The first is, our health care within the UK is generally funded by the tax-payer. We do have private healthcare too that is available, but ............ I am not sure how visitors are dealt with financially, should they require treatment though. I suspect that minor scapes and bangs are treated on a goodwill basis, but major health issues costs are, I presume, are handled by the relevent Embassy. It is a subject the visitors to Scotland and Countries outwith the UK might give some thought to. I have no idea what the financial procedures might be? One thing is for sure, you won't be left on the pavement to die!
 Originally Posted by Jock Scot
As to the nursing tartan, my wife is a very recently retired Infection Control nurse and has never heard of the "nurses tartan" nor have any of her colleagues. None of them seem very impressed with it, when shown a picture of it!

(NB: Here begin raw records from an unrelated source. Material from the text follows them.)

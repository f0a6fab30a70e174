use crate::system::{RESOLV_CONF, RESOLV_CONF_BACKUP};
use sinkhole_domain::config::{parse_upstream_addr, UpstreamConfig, UpstreamStrategy, GOOGLE_DNS};
use sinkhole_domain::DomainError;
use std::net::{IpAddr, SocketAddr};
use std::path::Path;
use tracing::{info, warn};

/// Pick the upstream resolver address for `config.strategy`.
pub fn resolve_upstream(config: &UpstreamConfig) -> Result<SocketAddr, DomainError> {
    match config.strategy {
        UpstreamStrategy::Custom => {
            let custom = config.custom.as_deref().ok_or_else(|| {
                DomainError::Config("upstream strategy 'custom' requires upstream.custom".into())
            })?;
            parse_upstream_addr(custom).map_err(|e| DomainError::Config(e.to_string()))
        }
        UpstreamStrategy::Auto => Ok(detect_system_upstream(&[
            Path::new(RESOLV_CONF_BACKUP),
            Path::new(RESOLV_CONF),
        ])),
        strategy => Ok(strategy.public_address().unwrap_or(GOOGLE_DNS)),
    }
}

/// First usable nameserver in the given resolv.conf files, tried in order.
///
/// The pre-takeover backup comes first: once the sinkhole owns the system
/// resolver, the live file only points back at ourselves.
pub fn detect_system_upstream(candidates: &[&Path]) -> SocketAddr {
    for path in candidates {
        let Ok(content) = std::fs::read_to_string(path) else {
            continue;
        };
        if let Some(addr) = parse_resolv_conf(&content) {
            info!(upstream = %addr, source = %path.display(), "Detected system resolver");
            return addr;
        }
    }

    warn!(fallback = %GOOGLE_DNS, "No usable system resolver found");
    GOOGLE_DNS
}

/// First non-loopback `nameserver` entry, port 53.
pub fn parse_resolv_conf(content: &str) -> Option<SocketAddr> {
    content
        .lines()
        .map(str::trim)
        .filter(|line| !line.starts_with('#') && !line.starts_with(';'))
        .filter_map(|line| {
            let mut fields = line.split_whitespace();
            match fields.next() {
                Some("nameserver") => fields.next(),
                _ => None,
            }
        })
        // Strip an IPv6 zone id ("fe80::1%eth0").
        .filter_map(|addr| addr.split('%').next()?.parse::<IpAddr>().ok())
        .find(|ip| !ip.is_loopback() && !ip.is_unspecified())
        .map(|ip| SocketAddr::new(ip, 53))
}
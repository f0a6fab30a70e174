pub mod builders;
pub mod dns_server_mock;
pub mod http_source;
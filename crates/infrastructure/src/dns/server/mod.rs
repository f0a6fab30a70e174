pub mod handler;
pub mod udp;

pub use handler::DnsQueryHandler;
pub use udp::UdpDnsServer;
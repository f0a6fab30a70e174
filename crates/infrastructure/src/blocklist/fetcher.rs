use sinkhole_domain::DomainError;
use std::time::Duration;

/// Shared HTTP client for list downloads.
#[derive(Debug, Clone)]
pub struct HttpFetcher {
    client: reqwest::Client,
}

impl HttpFetcher {
    pub fn new(timeout: Duration) -> Result<Self, DomainError> {
        let client = reqwest::Client::builder()
            .user_agent(concat!("sinkhole/", env!("CARGO_PKG_VERSION"), " (blocklist-sync)"))
            .timeout(timeout)
            .build()
            .map_err(|e| DomainError::Config(format!("failed to build HTTP client: {}", e)))?;
        Ok(Self { client })
    }

    /// GET `url`; any non-2xx status is an error.
    pub async fn fetch(&self, url: &str) -> Result<String, String> {
        let response = self
            .client
            .get(url)
            .send()
            .await
            .map_err(|e| format!("fetch error: {}", e))?;

        if !response.status().is_success() {
            return Err(format!("HTTP {}", response.status().as_u16()));
        }

        response
            .text()
            .await
            .map_err(|e| format!("read error: {}", e))
    }
}
use serde::{Deserialize, Serialize};

/// Operating-system resolver takeover
#[derive(Debug, Clone, Deserialize, Serialize, PartialEq, Eq)]
pub struct SystemConfig {
    /// Point the system resolver at the sinkhole on startup
    #[serde(default = "default_true")]
    pub manage_dns: bool,

    /// Put the previous resolver settings back on shutdown
    #[serde(default = "default_true")]
    pub restore_on_exit: bool,
}

fn default_true() -> bool {
    true
}

impl Default for SystemConfig {
    fn default() -> Self {
        Self {
            manage_dns: true,
            restore_on_exit: true,
        }
    }
}
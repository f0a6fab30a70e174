use sinkhole_application::ports::EventSink;
use std::sync::Arc;
use tracing::{debug, enabled, Level};

/// Cheap, cloneable handle for engine events.
///
/// Every event is mirrored to `tracing` at debug level. With no sink and
/// debug disabled, `emit_with` never builds the message.
#[derive(Clone, Default)]
pub struct EventEmitter {
    sink: Option<Arc<dyn EventSink>>,
}

impl EventEmitter {
    pub fn new(sink: Arc<dyn EventSink>) -> Self {
        Self { sink: Some(sink) }
    }

    pub fn disabled() -> Self {
        Self { sink: None }
    }

    pub fn is_enabled(&self) -> bool {
        self.sink.is_some()
    }

    pub fn emit(&self, message: &str) {
        debug!(target: "sinkhole::events", "{}", message);
        if let Some(sink) = &self.sink {
            sink.emit(message);
        }
    }

    /// Lazily formatted variant for the per-query path.
    #[inline]
    pub fn emit_with<F>(&self, build: F)
    where
        F: FnOnce() -> String,
    {
        if self.sink.is_none() && !enabled!(target: "sinkhole::events", Level::DEBUG) {
            return;
        }
        self.emit(&build());
    }
}

impl std::fmt::Debug for EventEmitter {
    fn fmt(&self, f: &mut std::fmt::Formatter<'_>) -> std::fmt::Result {
        f.debug_struct("EventEmitter")
            .field("enabled", &self.is_enabled())
            .finish()
    }
}
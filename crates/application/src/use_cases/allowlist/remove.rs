use crate::ports::BlockFilterEnginePort;
use sinkhole_domain::{normalize_user_domain, DomainError};
use std::sync::Arc;
use tracing::{info, instrument};

pub struct RemoveAllowedDomainUseCase {
    engine: Arc<dyn BlockFilterEnginePort>,
}

impl RemoveAllowedDomainUseCase {
    pub fn new(engine: Arc<dyn BlockFilterEnginePort>) -> Self {
        Self { engine }
    }

    #[instrument(skip(self))]
    pub async fn execute(&self, domain: &str) -> Result<(), DomainError> {
        let domain = normalize_user_domain(domain)?;
        self.engine.remove_allowed(&domain).await?;

        info!(domain = %domain, "Domain removed from allowlist");

        Ok(())
    }
}
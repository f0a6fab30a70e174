use serde::{Deserialize, Serialize};
use std::net::IpAddr;

/// Local DNS record for static hostname resolution
///
/// Answered directly by the sinkhole, ahead of the allowlist and the
/// blocklists, without consulting the upstream resolver.
///
/// Use cases:
/// - Home network devices (NAS, printers, IoT)
/// - Development environments (local services)
/// - Pinning a name to an internal address
#[derive(Debug, Clone, Deserialize, Serialize, PartialEq, Eq)]
pub struct LocalDnsRecord {
    /// Fully qualified name, e.g. "nas.home.lan"
    pub domain: String,

    /// IPv4 answers A queries, IPv6 answers AAAA queries
    pub ip: IpAddr,

    /// Time-to-live in seconds (optional, default 300)
    #[serde(default)]
    pub ttl: Option<u32>,
}

impl LocalDnsRecord {
    pub fn new(domain: impl Into<String>, ip: IpAddr) -> Self {
        Self {
            domain: domain.into(),
            ip,
            ttl: None,
        }
    }

    /// Get TTL with default fallback
    pub fn ttl_or_default(&self) -> u32 {
        self.ttl.unwrap_or(300)
    }
}
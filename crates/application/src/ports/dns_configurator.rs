use async_trait::async_trait;
use sinkhole_domain::DomainError;

/// Points the operating system's resolver at the sinkhole and back.
#[async_trait]
pub trait DnsConfigurator: Send + Sync {
    fn name(&self) -> &'static str;

    /// Free port 53 from any local stub resolver.
    async fn unlock_port(&self) -> Result<(), DomainError>;

    /// Make 127.0.0.1 the system resolver, keeping a backup of the previous
    /// settings.
    async fn setup_dns(&self) -> Result<(), DomainError>;

    /// Undo `setup_dns` and `unlock_port` from the backups.
    async fn restore_dns(&self) -> Result<(), DomainError>;
}
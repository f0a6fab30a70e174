#![allow(dead_code)]
use std::net::SocketAddr;
use std::sync::atomic::{AtomicUsize, Ordering};
use std::sync::Arc;
use std::time::Duration;
use tokio::net::UdpSocket;
use tokio::sync::oneshot;

/// Mock upstream DNS server.
///
/// Answers every query with a single A record (93.184.216.34), echoing the
/// id and question. Counts queries and can delay its replies so tests can
/// overlap requests.
pub struct MockDnsServer {
    addr: SocketAddr,
    queries: Arc<AtomicUsize>,
    shutdown_tx: Option<oneshot::Sender<()>>,
}

impl MockDnsServer {
    pub async fn start() -> Self {
        Self::start_with_delay(Duration::ZERO).await
    }

    pub async fn start_with_delay(delay: Duration) -> Self {
        let socket = Arc::new(UdpSocket::bind("127.0.0.1:0").await.unwrap());
        let addr = socket.local_addr().unwrap();
        let queries = Arc::new(AtomicUsize::new(0));
        let (shutdown_tx, mut shutdown_rx) = oneshot::channel();

        let counter = Arc::clone(&queries);
        tokio::spawn(async move {
            let mut buf = vec![0u8; 512];

            loop {
                tokio::select! {
                    _ = &mut shutdown_rx => break,
                    result = socket.recv_from(&mut buf) => {
                        if let Ok((len, peer)) = result {
                            counter.fetch_add(1, Ordering::SeqCst);
                            let response = Self::build_mock_response(&buf[..len]);
                            let socket = Arc::clone(&socket);
                            tokio::spawn(async move {
                                if !delay.is_zero() {
                                    tokio::time::sleep(delay).await;
                                }
                                let _ = socket.send_to(&response, peer).await;
                            });
                        }
                    }
                }
            }
        });

        Self {
            addr,
            queries,
            shutdown_tx: Some(shutdown_tx),
        }
    }

    pub fn addr(&self) -> SocketAddr {
        self.addr
    }

    pub fn query_count(&self) -> usize {
        self.queries.load(Ordering::SeqCst)
    }

    /// Header copied from the query with QR/RA set, one answer appended.
    pub fn build_mock_response(query: &[u8]) -> Vec<u8> {
        if query.len() < 12 {
            return vec![];
        }

        let mut response = Vec::with_capacity(512);

        response.extend_from_slice(&query[0..2]); // Transaction ID
        response.push(0x80 | (query[2] & 0x01)); // QR=1, keep RD
        response.push(0x80); // RA=1, RCODE=0
        response.extend_from_slice(&query[4..6]); // QDCOUNT
        response.extend_from_slice(&[0x00, 0x01]); // ANCOUNT
        response.extend_from_slice(&[0x00, 0x00]); // NSCOUNT
        response.extend_from_slice(&[0x00, 0x00]); // ARCOUNT

        // Question section only; drop any EDNS additional record.
        let question_end = question_end(query).unwrap_or(query.len());
        response.extend_from_slice(&query[12..question_end]);

        response.extend_from_slice(&[
            0xc0, 0x0c, // Name pointer to question
            0x00, 0x01, // Type A
            0x00, 0x01, // Class IN
            0x00, 0x00, 0x00, 0x3c, // TTL: 60 seconds
            0x00, 0x04, // Data length: 4 bytes
            93, 184, 216, 34, // IP: 93.184.216.34
        ]);

        response
    }

    pub fn shutdown(mut self) {
        if let Some(tx) = self.shutdown_tx.take() {
            let _ = tx.send(());
        }
    }
}

/// End offset of the first question (uncompressed name + type + class).
fn question_end(query: &[u8]) -> Option<usize> {
    let mut pos = 12;
    loop {
        let len = *query.get(pos)? as usize;
        pos += 1;
        if len == 0 {
            break;
        }
        pos += len;
    }
    let end = pos + 4;
    (end <= query.len()).then_some(end)
}

impl Drop for MockDnsServer {
    fn drop(&mut self) {
        if let Some(tx) = self.shutdown_tx.take() {
            let _ = tx.send(());
        }
    }
}

/// A bound UDP socket that never answers: any exchange against it times out.
pub async fn silent_upstream() -> (UdpSocket, SocketAddr) {
    let socket = UdpSocket::bind("127.0.0.1:0").await.unwrap();
    let addr = socket.local_addr().unwrap();
    (socket, addr)
}
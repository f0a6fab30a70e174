use serde::{Deserialize, Serialize};
use std::collections::BTreeMap;
use std::fmt;

/// Line format of a remote list.
#[derive(Debug, Clone, Copy, PartialEq, Eq, Hash, Deserialize, Serialize, Default)]
#[serde(rename_all = "lowercase")]
pub enum BlocklistFormat {
    /// `0.0.0.0 domain` hosts-file lines.
    #[default]
    Hosts,
    /// One domain per line, optionally prefixed with `*.`.
    Wild,
    /// One domain per line.
    Raw,
    /// Any other declared format (`abp`, `domains`, ...). Parsed like `raw`;
    /// written back as `other`.
    #[serde(other)]
    Other,
}

impl fmt::Display for BlocklistFormat {
    fn fmt(&self, f: &mut fmt::Formatter<'_>) -> fmt::Result {
        match self {
            BlocklistFormat::Hosts => f.write_str("hosts"),
            BlocklistFormat::Wild => f.write_str("wild"),
            BlocklistFormat::Raw => f.write_str("raw"),
            BlocklistFormat::Other => f.write_str("other"),
        }
    }
}

/// One configured remote list.
#[derive(Debug, Clone, PartialEq, Eq, Deserialize, Serialize)]
pub struct BlocklistSource {
    /// Display identifier, unique within a configuration.
    pub name: String,

    pub url: String,

    #[serde(default)]
    pub format: BlocklistFormat,

    #[serde(default = "default_enabled")]
    pub enabled: bool,
}

fn default_enabled() -> bool {
    true
}

impl BlocklistSource {
    pub fn new(name: impl Into<String>, url: impl Into<String>, format: BlocklistFormat) -> Self {
        Self {
            name: name.into(),
            url: url.into(),
            format,
            enabled: true,
        }
    }

    pub fn disabled(mut self) -> Self {
        self.enabled = false;
        self
    }
}

/// Why a source contributed nothing to a load cycle.
#[derive(Debug, Clone, PartialEq, Eq)]
pub struct SourceLoadError {
    pub source_name: String,
    pub reason: String,
}

/// Counters for one load cycle. Recomputed on every load, never persisted.
#[derive(Debug, Clone, Default, PartialEq, Eq)]
pub struct LoadStats {
    /// Distinct domains in the merged ruleset.
    pub total_domains: usize,
    /// Domains already present in the accumulator when a source was merged.
    pub duplicates: usize,
    /// Distinct domains parsed from each source that loaded successfully.
    pub per_source: BTreeMap<String, usize>,
}

/// Result of one reload as seen by callers: counters plus the sources that failed.
#[derive(Debug, Clone, Default, PartialEq, Eq)]
pub struct LoadReport {
    pub stats: LoadStats,
    pub errors: Vec<SourceLoadError>,
}

impl LoadReport {
    pub fn failed_sources(&self) -> impl Iterator<Item = &str> {
        self.errors.iter().map(|e| e.source_name.as_str())
    }
}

It certainly is atypical when compared with “family” tartans, emphasizing pastels, somewhat reminiscent of the tartan created in remembrance of Princess Diana, but my spouse likes it, so I’ll keep stirring the pot hoping someone else tickles the people at Lochcarron or Gordon Nicoloson enough to pique their interest.
And, your off-list comment about having to help clear sheep from a neighborhood road reminded me of a quite funny British comedy film we just saw: “Sheep Detectives.”